Bai Yiyi was utterly baffled at that moment. He had hidden inside a coconut shell simply to keep from dozing off out of sheer fright, but upon waking, he discovered himself completely wrapped in a paper bag. What on earth was going on?

He wriggled and probed around as best he could, confirming it was a standard file bag—sealed shut, save for the faint slits along the edges of the flap that let in slivers of light and wisps of air.

…Had he been kidnapped?

Who would kidnap a bird from inside the city bureau? And not just any bird, but one with an official commendation as a police bird?

Uncertain of his predicament, Bai Yiyi didn’t dare call out. Instead, he first summoned the system for answers.

The system had grasped the situation by now and sounded rather sheepish. “Sorry about that, Yiyi. That person handled you with such care when he put you in the bag. I figured it was just playtime, and you were sleeping so soundly, so I didn’t wake you.”

Bai Yiyi was long past complaining about this naive, still-developing young system that barely understood human nuances. “So what’s happening now?

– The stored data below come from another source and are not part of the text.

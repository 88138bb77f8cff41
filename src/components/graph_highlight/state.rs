use std::collections::HashSet;

use log::{debug, warn};

use super::surface::{GraphElement, GraphSurface};
use super::types::{Highlight, HighlightError, HighlightReport, Palette, parse_edge_title};

/// Recomputes graph emphasis from the label of the clicked element.
///
/// Every click runs a full reset before highlighting, so the result depends
/// only on the latest selection. Malformed elements are logged and skipped;
/// they never abort the rest of the pass.
#[derive(Clone, Debug, Default)]
pub struct ClickHighlighter {
	palette: Palette,
}

impl ClickHighlighter {
	/// Highlighter drawing with `palette`.
	pub fn new(palette: Palette) -> Self {
		Self { palette }
	}

	/// Reset pass followed by the highlight pass for `selected`.
	pub fn handle_click<S: GraphSurface>(&self, surface: &S, selected: &str) -> HighlightReport {
		let mut report = self.reset(surface);
		report.merge(self.highlight(surface, selected));
		report
	}

	/// Dim every edge and set every node label to normal weight.
	pub fn reset<S: GraphSurface>(&self, surface: &S) -> HighlightReport {
		let mut report = HighlightReport::default();
		for element in surface.edges().iter().chain(surface.nodes().iter()) {
			if let Err(err) = element.reset(&self.palette) {
				skip(&mut report, &err);
			}
		}
		report
	}

	/// Style edges touching `selected` and bold the labels at both of their ends.
	///
	/// Outgoing styling is applied before incoming, so a self-loop ends up
	/// with the incoming stroke.
	pub fn highlight<S: GraphSurface>(&self, surface: &S, selected: &str) -> HighlightReport {
		let mut report = HighlightReport::default();
		let selected = selected.trim();
		if selected.is_empty() {
			return report;
		}

		let mut related: HashSet<String> = HashSet::new();
		for edge in surface.edges() {
			let title = match edge.label() {
				Ok(title) => title,
				Err(err) => {
					skip(&mut report, &err);
					continue;
				}
			};
			let Some(ends) = parse_edge_title(&title) else {
				skip(
					&mut report,
					&HighlightError::MalformedTitle {
						id: edge.id(),
						title: title.clone(),
					},
				);
				continue;
			};

			if ends.source == selected {
				match edge.set_highlight(Highlight::Outgoing, &self.palette) {
					Ok(()) => report.outgoing += 1,
					Err(err) => skip(&mut report, &err),
				}
			}
			if ends.target == selected {
				match edge.set_highlight(Highlight::Incoming, &self.palette) {
					Ok(()) => report.incoming += 1,
					Err(err) => skip(&mut report, &err),
				}
			}
			if ends.touches(selected) {
				related.insert(ends.source.to_owned());
				related.insert(ends.target.to_owned());
			}
		}

		if related.is_empty() {
			return report;
		}

		for node in surface.nodes() {
			let name = match node.label() {
				Ok(name) => name,
				Err(err) => {
					skip(&mut report, &err);
					continue;
				}
			};
			if !related.contains(name.trim()) {
				continue;
			}
			match node.set_highlight(Highlight::Related, &self.palette) {
				Ok(()) => report.bolded += 1,
				Err(err) => skip(&mut report, &err),
			}
		}

		debug!(
			"Highlighted '{}': {} outgoing, {} incoming, {} related",
			selected, report.outgoing, report.incoming, report.bolded
		);
		report
	}
}

fn skip(report: &mut HighlightReport, err: &HighlightError) {
	warn!("Skipping graph element: {}", err);
	report.skipped += 1;
}
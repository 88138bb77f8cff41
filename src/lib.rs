//! Click-to-highlight for statically rendered SVG dependency graphs, plus the
//! Leptos client-side app that demonstrates it.

use leptos::prelude::*;
use leptos_meta::*;
use leptos_router::components::*;
use leptos_router::path;
use log::{Level, info};
use wasm_bindgen::prelude::*;

// Only the wasm32 integration tests use it.
#[cfg(test)]
use wasm_bindgen_test as _;

// Modules
mod components;
mod pages;

// Top-Level pages
use crate::pages::home::Home;
use crate::pages::not_found::NotFound;

pub use crate::components::graph_highlight::{
	ClickHighlighter, DomGraph, EdgeEndpoints, EdgeStroke, FontWeight, GraphClasses, GraphElement,
	GraphSurface, Highlight, HighlightError, HighlightReport, HighlightedGraph, Palette,
	SvgGraphElement, install_click_highlighter, parse_edge_title, selected_label,
};

/// Initialize logging and panic hooks for the WASM target.
pub fn init_logging() {
	let _ = console_log::init_with_level(Level::Debug);
	console_error_panic_hook::set_once();
	info!("Logging initialized");
}

/// Entry point for pages that embed a `dot -Tsvg` graph directly: installs
/// the default highlighter on the current document.
#[wasm_bindgen(js_name = installClickHighlighter)]
pub fn install() -> Result<(), JsValue> {
	init_logging();
	let document = web_sys::window()
		.and_then(|w| w.document())
		.ok_or_else(|| JsValue::from_str("no document available"))?;
	install_click_highlighter(&document, ClickHighlighter::default(), GraphClasses::default())?;
	Ok(())
}

/// An app router which renders the homepage and handles 404's
#[component]
pub fn App() -> impl IntoView {
	// Provides context that manages stylesheets, titles, meta tags, etc.
	provide_meta_context();

	view! {
		<Html attr:lang="en" attr:dir="ltr" attr:data-theme="light" />

		// sets the document title
		<Title text="Dependency Graph" />

		// injects metadata in the <head> of the page
		<Meta charset="UTF-8" />
		<Meta name="viewport" content="width=device-width, initial-scale=1.0" />

		<Router>
			<Routes fallback=|| view! { <NotFound /> }>
				<Route path=path!("/") view=Home />
			</Routes>
		</Router>
	}
}
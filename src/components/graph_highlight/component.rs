use leptos::prelude::*;
use log::warn;

use super::dom::install_click_highlighter;
use super::state::ClickHighlighter;
use super::types::{GraphClasses, Palette};

/// Inline SVG graph whose nodes highlight their edges when clicked.
#[component]
pub fn HighlightedGraph(
	/// Rendered SVG markup, e.g. the output of `dot -Tsvg`.
	#[prop(into)]
	svg: Signal<String>,
	/// Edge styles; defaults to [`Palette::default`]. The click listener is
	/// document-wide and installed once, so only the first mounted graph's
	/// palette takes effect.
	#[prop(optional)]
	palette: Option<Palette>,
	/// Class names of edge and node groups; defaults to Graphviz's. Like
	/// `palette`, only the first mounted graph's value takes effect.
	#[prop(optional)]
	classes: Option<GraphClasses>,
) -> impl IntoView {
	let highlighter = ClickHighlighter::new(palette.unwrap_or_default());
	let classes = classes.unwrap_or_default();

	Effect::new(move |_| {
		let Some(document) = web_sys::window().and_then(|w| w.document()) else {
			warn!("No document; click highlighting disabled");
			return;
		};
		match install_click_highlighter(&document, highlighter.clone(), classes.clone()) {
			Ok(true) => {}
			Ok(false) => warn!(
				"Click highlighter already installed; this graph's palette and classes are ignored"
			),
			Err(err) => warn!("Failed to install click highlighter: {:?}", err),
		}
	});

	view! { <div class="highlighted-graph" inner_html=move || svg.get() /> }
}
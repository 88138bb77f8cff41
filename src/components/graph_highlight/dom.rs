use std::cell::Cell;

use log::{debug, info};
use wasm_bindgen::prelude::*;
use web_sys::{Document, Element, Event, Node};

use super::state::ClickHighlighter;
use super::surface::{GraphElement, GraphSurface};
use super::types::{FontWeight, GraphClasses, Highlight, HighlightError, Palette};

const EDGE_STROKED: &str = "path, polygon";
const NODE_LABEL: &str = "text";

thread_local! {
	static INSTALLED: Cell<bool> = const { Cell::new(false) };
}

#[derive(Clone, Copy, Debug, PartialEq, Eq)]
enum ElementKind {
	Edge,
	Node,
}

/// A Graphviz-style `<g class="edge|node">` group in a live document.
#[derive(Clone, Debug)]
pub struct SvgGraphElement {
	element: Element,
	kind: ElementKind,
}

impl SvgGraphElement {
	/// Wrap an edge group.
	pub fn edge(element: Element) -> Self {
		Self {
			element,
			kind: ElementKind::Edge,
		}
	}

	/// Wrap a node group.
	pub fn node(element: Element) -> Self {
		Self {
			element,
			kind: ElementKind::Node,
		}
	}

	fn children(&self, selector: &'static str) -> Result<Vec<Element>, HighlightError> {
		let list = self.element.query_selector_all(selector).map_err(js_error)?;
		let found: Vec<Element> = (0..list.length())
			.filter_map(|i| list.item(i))
			.filter_map(|node| node.dyn_into::<Element>().ok())
			.collect();
		if found.is_empty() {
			return Err(HighlightError::MissingChild {
				id: self.id(),
				selector,
			});
		}
		Ok(found)
	}

	fn write(&self, selector: &'static str, attrs: &[(&str, String)]) -> Result<(), HighlightError> {
		for child in self.children(selector)? {
			for (name, value) in attrs {
				child.set_attribute(name, value).map_err(js_error)?;
			}
		}
		Ok(())
	}

	fn set_weight(&self, weight: FontWeight) -> Result<(), HighlightError> {
		self.write(NODE_LABEL, &[("font-weight", weight.as_str().to_string())])
	}
}

impl GraphElement for SvgGraphElement {
	fn id(&self) -> String {
		self.element.id()
	}

	fn label(&self) -> Result<String, HighlightError> {
		self.element
			.query_selector("title")
			.map_err(js_error)?
			.and_then(|title| title.text_content())
			.ok_or_else(|| HighlightError::MissingTitle { id: self.id() })
	}

	fn reset(&self, palette: &Palette) -> Result<(), HighlightError> {
		match self.kind {
			ElementKind::Edge => self.write(EDGE_STROKED, &palette.dimmed.attributes()),
			ElementKind::Node => self.set_weight(FontWeight::Normal),
		}
	}

	fn set_highlight(&self, kind: Highlight, palette: &Palette) -> Result<(), HighlightError> {
		match self.kind {
			ElementKind::Edge => match palette.stroke_for(kind) {
				Some(stroke) => self.write(EDGE_STROKED, &stroke.attributes()),
				None => Ok(()),
			},
			ElementKind::Node => self.set_weight(FontWeight::Bold),
		}
	}
}

/// Graph surface over every matching group in a document.
#[derive(Clone, Debug)]
pub struct DomGraph {
	document: Document,
	classes: GraphClasses,
}

impl DomGraph {
	/// Scan `document` using Graphviz's `edge`/`node` classes.
	pub fn new(document: Document) -> Self {
		Self::with_classes(document, GraphClasses::default())
	}

	/// Scan `document` using custom class names.
	pub fn with_classes(document: Document, classes: GraphClasses) -> Self {
		Self { document, classes }
	}

	fn by_class(&self, class: &str) -> Vec<Element> {
		let collection = self.document.get_elements_by_class_name(class);
		(0..collection.length())
			.filter_map(|i| collection.item(i))
			.collect()
	}
}

impl GraphSurface for DomGraph {
	type Element = SvgGraphElement;

	fn edges(&self) -> Vec<SvgGraphElement> {
		self.by_class(&self.classes.edge)
			.into_iter()
			.map(SvgGraphElement::edge)
			.collect()
	}

	fn nodes(&self) -> Vec<SvgGraphElement> {
		self.by_class(&self.classes.node)
			.into_iter()
			.map(SvgGraphElement::node)
			.collect()
	}
}

/// Text of the element a click landed on, trimmed; empty for blank space.
pub fn selected_label(event: &Event) -> String {
	event
		.target()
		.and_then(|target| target.dyn_into::<Node>().ok())
		.and_then(|node| node.text_content())
		.map(|text| text.trim().to_string())
		.unwrap_or_default()
}

/// Attach `highlighter` to every click on `document`, scanning groups with
/// the given `classes`.
///
/// The listener bubbles, lives for the rest of the page and is registered at
/// most once; later calls return `Ok(false)` and keep the first highlighter.
pub fn install_click_highlighter(
	document: &Document,
	highlighter: ClickHighlighter,
	classes: GraphClasses,
) -> Result<bool, JsValue> {
	if INSTALLED.with(Cell::get) {
		return Ok(false);
	}

	let graph = DomGraph::with_classes(document.clone(), classes);
	let on_click = Closure::<dyn FnMut(Event)>::new(move |ev: Event| {
		let label = selected_label(&ev);
		debug!("Clicked on: {}", label);
		let report = highlighter.handle_click(&graph, &label);
		if report.skipped > 0 {
			debug!("{} malformed graph elements skipped", report.skipped);
		}
	});
	document.add_event_listener_with_callback("click", on_click.as_ref().unchecked_ref())?;
	on_click.forget();

	INSTALLED.with(|installed| installed.set(true));
	info!("Click highlighter installed");
	Ok(true)
}

fn js_error(err: JsValue) -> HighlightError {
	HighlightError::Dom(err.as_string().unwrap_or_else(|| format!("{:?}", err)))
}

Where exactly am I?”

“Uh… a garbage transfer station.”

Bai Yiyi couldn’t help sniffing the air. Amid the stench he hadn’t noticed before wafted a nauseating mix of rotting filth, amplified by the summer heat into something truly vile.

He felt profoundly depressed. “Who had the nerve to sneak into the deputy captain’s office, steal me out, and dump me in a trash heap? Or was this some pointed jab, calling me trash?”

The system shared his outrage. “It’s that… that tea arts master you described. Zhao Guangren.”

Bai Yiyi simply couldn’t make sense of it.

Last time at the port, he had gone all out to help the man. Without his frantic search and the swift seizure of that drug shipment, would Zhao Guangren’s major smuggling case have wrapped up so neatly?

And now this—repaying kindness with betrayal?

Evidently, it wasn’t just his tea skills that were top-notch. This was poisoned tea through and through. The man’s conscience was rotten to the core.

Bai Yiyi grumbled about him bitterly for a moment before refocusing on escape. He needed to get out, and fast.

He scratched at the bag with his claws and pecked at it with his beak, but the thick paper held firm with barely a mark. Worse, the exertion quickened his breathing, making the confined space feel even more stifling. He could scarcely draw breath.

He halted immediately, steadying his respiration as he racked his brains for a solution.

A sudden spate of meows echoed from outside. Bai Yiyi’s spirits lifted. Wild cats scavenging nearby, perhaps? Should he have the system ask one for help?

On second thought, that was too risky. He was barely ten centimeters tall—a tiny morsel. Even if he clawed his way out of the bag, he could end up swallowed in one gulp.

After all, the animal kingdom knew nothing of altruism or morality. A starving stray rummaging through garbage would see him as nothing more than a meal. It was the most natural thing in the world.

Resisting the urge to act, Bai Yiyi hunkered down in the bag, enduring his humiliation while awaiting a better opportunity.

His thoughts drifted to his owner. What would Captain Yan do upon discovering his absence? Would he panic? Would he suspect kidnapping rather than a wild whim to run away?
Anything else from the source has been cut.